Consider a different kind of system. Does every triple-A video game evolve from a simple framework-free implementation, or do most of them choose a graphics engine to build on top of? If a game studio chooses Unity from the start, for instance, is it building a complex system that won't work?

How is it any different to choose a web application framework from the start when building a web application?


We have a fundamental difference of philosophy.


What is your philosophy?


You err on the side of what's best for your business given known constraints. Usually frameworks make teams more productive, and that's worth more than "simplicity", whatever that means to you.


Replacing non-framework JS with a framework is very hard. Replacing static HTML+CSS with React is much more doable, as it isn’t too hard to transform HTML to JSX.


Yes but if it turns out that you really are building an application, but you didn't think you were up front, it is likely that you started to add "just a little bit of js here and there", because after all each little thing you're doing is not that hard and it feels silly to block any one of those little things on "let's add a framework now". So then you find that you have a "non-framework JS" application that is hard to migrate. That's how path dependency works.

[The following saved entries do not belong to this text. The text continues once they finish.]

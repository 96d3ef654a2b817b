//! End-to-end tests of the flow graph: build validation, incremental
//! ingestion, evaluation and output change detection on the canonical graph.

mod common;

use common::*;
use flowmill::error::BuildError;
use flowmill::flow::{FlowGraph, Value};
use serde_json::json;

fn value_of(graph: &FlowGraph, key: &str) -> Value {
    graph
        .node(key)
        .unwrap_or_else(|| panic!("node {key} exists"))
        .computed_value
        .clone()
}

#[test]
fn first_message_computes_and_marks_both_outputs_changed() {
    let mut graph = canonical_graph();

    let recompute = send_at(
        &mut graph,
        1,
        json!({ "ramusage": 1.0, "loadaverage": 0.2, "ram": 4.0 }),
    )
    .expect("ingest");
    assert!(recompute);

    graph.compute().expect("compute");

    assert_eq!(value_of(&graph, "op_ram"), Value::Float(0.25));
    assert_eq!(value_of(&graph, "op0"), Value::Bool(false));
    assert_eq!(value_of(&graph, "op1"), Value::Bool(false));
    assert_eq!(value_of(&graph, "op3"), Value::Bool(false));
    assert_eq!(value_of(&graph, "op4"), Value::Float(0.25));
    assert_eq!(value_of(&graph, "op5"), Value::Str("slow".into()));

    // First assignment: both outputs report a change.
    assert!(graph.node("output0").map(|n| n.changed).unwrap_or(false));
    assert!(graph.node("output1").map(|n| n.changed).unwrap_or(false));

    // Both outputs share a sensor id, so they bundle into one payload.
    let outputs = graph.changed_outputs();
    assert_eq!(outputs.len(), 1);
    let payload = outputs.get(OUT_SID).expect("bundled payload");
    assert_eq!(payload.get("id"), Some(&json!(OUT_SID)));
    assert_eq!(payload.get("windmill_onfire"), Some(&json!(false)));
    assert_eq!(payload.get("windmill_propeler_speed"), Some(&json!("slow")));
}

#[test]
fn rising_load_flips_the_outputs() {
    let mut graph = canonical_graph();
    send_at(
        &mut graph,
        1,
        json!({ "ramusage": 1.0, "loadaverage": 0.2, "ram": 4.0 }),
    )
    .expect("ingest");
    graph.compute().expect("compute");

    // Float arrives as a string and is parsed; load average rises past 0.8.
    let recompute = send_at(
        &mut graph,
        2,
        json!({ "ramusage": "1.0", "loadaverage": 1.0, "ram": 4.0 }),
    )
    .expect("ingest");
    assert!(recompute);
    graph.compute().expect("compute");

    assert_eq!(value_of(&graph, "op_ram"), Value::Float(0.25));
    assert_eq!(value_of(&graph, "op3"), Value::Bool(true));
    assert_eq!(value_of(&graph, "op4"), Value::Float(1.0));
    assert_eq!(value_of(&graph, "op5"), Value::Str("fast".into()));

    assert!(graph.node("output0").map(|n| n.changed).unwrap_or(false));
    assert!(graph.node("output1").map(|n| n.changed).unwrap_or(false));
}

#[test]
fn stale_and_equal_timestamps_are_rejected() {
    let mut graph = canonical_graph();
    send_at(
        &mut graph,
        1,
        json!({ "ramusage": 1.0, "loadaverage": 0.2, "ram": 4.0 }),
    )
    .expect("ingest");
    graph.compute().expect("compute");
    send_at(
        &mut graph,
        2,
        json!({ "ramusage": "1.0", "loadaverage": 1.0, "ram": 4.0 }),
    )
    .expect("ingest");
    graph.compute().expect("compute");

    let before = value_of(&graph, "op5");
    let seen = graph.node("input0").and_then(|n| n.last_changed);

    // Same timestamp, different values: strict monotonicity rejects it.
    let recompute = send_at(
        &mut graph,
        2,
        json!({ "ramusage": 3.0, "loadaverage": 0.0, "ram": 4.0 }),
    )
    .expect("ingest");
    assert!(!recompute, "must not recompute with an equal timestamp");

    // Older timestamp: same story.
    let recompute = send_at(
        &mut graph,
        1,
        json!({ "ramusage": 3.0, "loadaverage": 0.0, "ram": 4.0 }),
    )
    .expect("ingest");
    assert!(!recompute, "must not recompute with an older message");

    assert_eq!(value_of(&graph, "op5"), before);
    assert_eq!(graph.node("input0").and_then(|n| n.last_changed), seen);
}

#[test]
fn unchanged_values_do_not_emit() {
    let mut graph = canonical_graph();
    send_at(
        &mut graph,
        1,
        json!({ "ramusage": 1.0, "loadaverage": 1.0, "ram": 4.0 }),
    )
    .expect("ingest");
    graph.compute().expect("compute");
    assert_eq!(graph.changed_outputs().len(), 1);

    // Fresh timestamps, identical values: ingestion accepts, outputs don't.
    let recompute = send_at(
        &mut graph,
        2,
        json!({ "ramusage": 1.0, "loadaverage": 1.0, "ram": 4.0 }),
    )
    .expect("ingest");
    assert!(recompute);
    graph.compute().expect("compute");

    assert!(graph.node("output0").map(|n| !n.changed).unwrap_or(false));
    assert!(graph.node("output1").map(|n| !n.changed).unwrap_or(false));
    assert!(graph.changed_outputs().is_empty());
}

#[test]
fn compute_is_idempotent() {
    let mut graph = canonical_graph();
    send_at(
        &mut graph,
        1,
        json!({ "ramusage": 1.0, "loadaverage": 0.2, "ram": 4.0 }),
    )
    .expect("ingest");
    graph.compute().expect("compute");

    let snapshot: Vec<Value> = graph
        .order
        .iter()
        .map(|key| value_of(&graph, key))
        .collect();

    graph.compute().expect("compute again");

    let after: Vec<Value> = graph
        .order
        .iter()
        .map(|key| value_of(&graph, key))
        .collect();
    assert_eq!(snapshot, after);
    for node in graph.output_nodes() {
        assert!(!node.changed, "second compute must not report changes");
    }
}

#[test]
fn unknown_sensor_is_ignored_without_bumping_rev() {
    let mut graph = canonical_graph();
    let rev = graph.rev();

    let recompute = graph
        .send_input(
            AID,
            "00000000-0000-0000-0000-000000000000",
            chrono::DateTime::from_timestamp(1, 0),
            json!({ "ramusage": 1.0 }).as_object().expect("payload"),
        )
        .expect("ingest");

    assert!(!recompute);
    assert_eq!(graph.rev(), rev);
}

#[test]
fn order_is_topological() {
    let graph = canonical_graph();
    assert_eq!(graph.order.len(), graph.flow.len());
    for (position, key) in graph.order.iter().enumerate() {
        let node = graph.node(key).expect("ordered node");
        for input in &node.inputs {
            let input_position = graph
                .order
                .iter()
                .position(|k| k == input)
                .expect("input placed");
            assert!(
                input_position < position,
                "{input} must be placed before {key}"
            );
        }
    }
}

#[test]
fn build_is_reentrant() {
    let mut graph = canonical_graph();
    send_at(
        &mut graph,
        1,
        json!({ "ramusage": 1.0, "loadaverage": 0.2, "ram": 4.0 }),
    )
    .expect("ingest");
    graph.compute().expect("compute");

    // A second build re-derives everything; timestamps survive, so stale
    // messages stay rejected.
    graph.build().expect("rebuild");
    let recompute = send_at(
        &mut graph,
        1,
        json!({ "ramusage": 2.0, "loadaverage": 0.2, "ram": 4.0 }),
    )
    .expect("ingest");
    assert!(!recompute);
    assert_eq!(graph.order.len(), graph.flow.len());
}

#[test]
fn bad_field_aborts_but_keeps_prior_updates() {
    let mut graph = canonical_graph();

    // Field iteration is in key order: loadaverage and ram merge before the
    // malformed ramusage aborts the call.
    let err = send_at(
        &mut graph,
        1,
        json!({ "loadaverage": 0.4, "ram": 4.0, "ramusage": "not-a-number" }),
    )
    .expect_err("malformed float must fail");
    assert!(err.to_string().contains("wanted float"));

    assert_eq!(value_of(&graph, "input1"), Value::Float(0.4));
    assert_eq!(value_of(&graph, "input2"), Value::Float(4.0));
    assert_eq!(value_of(&graph, "input0"), Value::Float(0.0));
}

#[test]
fn missing_id_fails_build() {
    let raw = r#"{
        "name": "broken",
        "flow": {
            "in": {"operator": "input", "type": "string", "name": "status", "id": "001"},
            "out": {"operator": "output", "type": "string", "inputs": ["in"]}
        }
    }"#;
    let mut graph: FlowGraph = serde_json::from_str(raw).expect("json");
    let err = graph.build().expect_err("missing id must be caught");
    assert_eq!(err.to_string(), "missing id in node 'out'");
}

#[test]
fn unwired_output_fails_build() {
    let raw = r#"{
        "name": "broken",
        "flow": {
            "in": {"operator": "input", "type": "string", "id": "001"},
            "out": {"operator": "output", "type": "string", "id": "002"}
        }
    }"#;
    let mut graph: FlowGraph = serde_json::from_str(raw).expect("json");
    let err = graph.build().expect_err("arity must be caught");
    assert!(matches!(err, BuildError::InputArity { .. }), "{err}");
}

#[test]
fn webhook_is_wired_into_hooks() {
    let graph = canonical_graph();
    assert_eq!(
        graph.hooks.get(OUT_SID).map(String::as_str),
        Some("http://localhost:2030/")
    );
}

#[test]
fn sustained_input_stream() {
    let mut graph = canonical_graph();
    let rams = [0.01, 0.2, 0.4, 0.6, 0.8, 0.9, 1.0, 1.6, 2.0, 2.5, 3.0, 3.3, 3.5, 3.8, 4.0];
    let lavg = [0.01, 0.2, 0.4, 0.6, 0.8, 0.9, 1.0];

    for i in 0..200i64 {
        let recompute = send_at(
            &mut graph,
            i + 1,
            json!({
                "ramusage": rams[i as usize % rams.len()],
                "loadaverage": lavg[i as usize % lavg.len()],
                "ram": rams[rams.len() - 1],
            }),
        )
        .expect("ingest");
        assert!(recompute);
        graph.compute().expect("compute");
    }
}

It's true that there is path dependency in the other direction. You implement a framework up front, but then it turns out you're making something too simple for that to really be worthwhile. But very similarly, no individual thing you're doing is a forcing function to simplify things, so you keep doing your simple thing with an overly complex tool.

It always strikes me that people want there to be one right answer for how to start a project, either always choose a framework up front, or never do that. But in my view it's just not that easy, you have to think about what you're doing and make the right decision for that thing.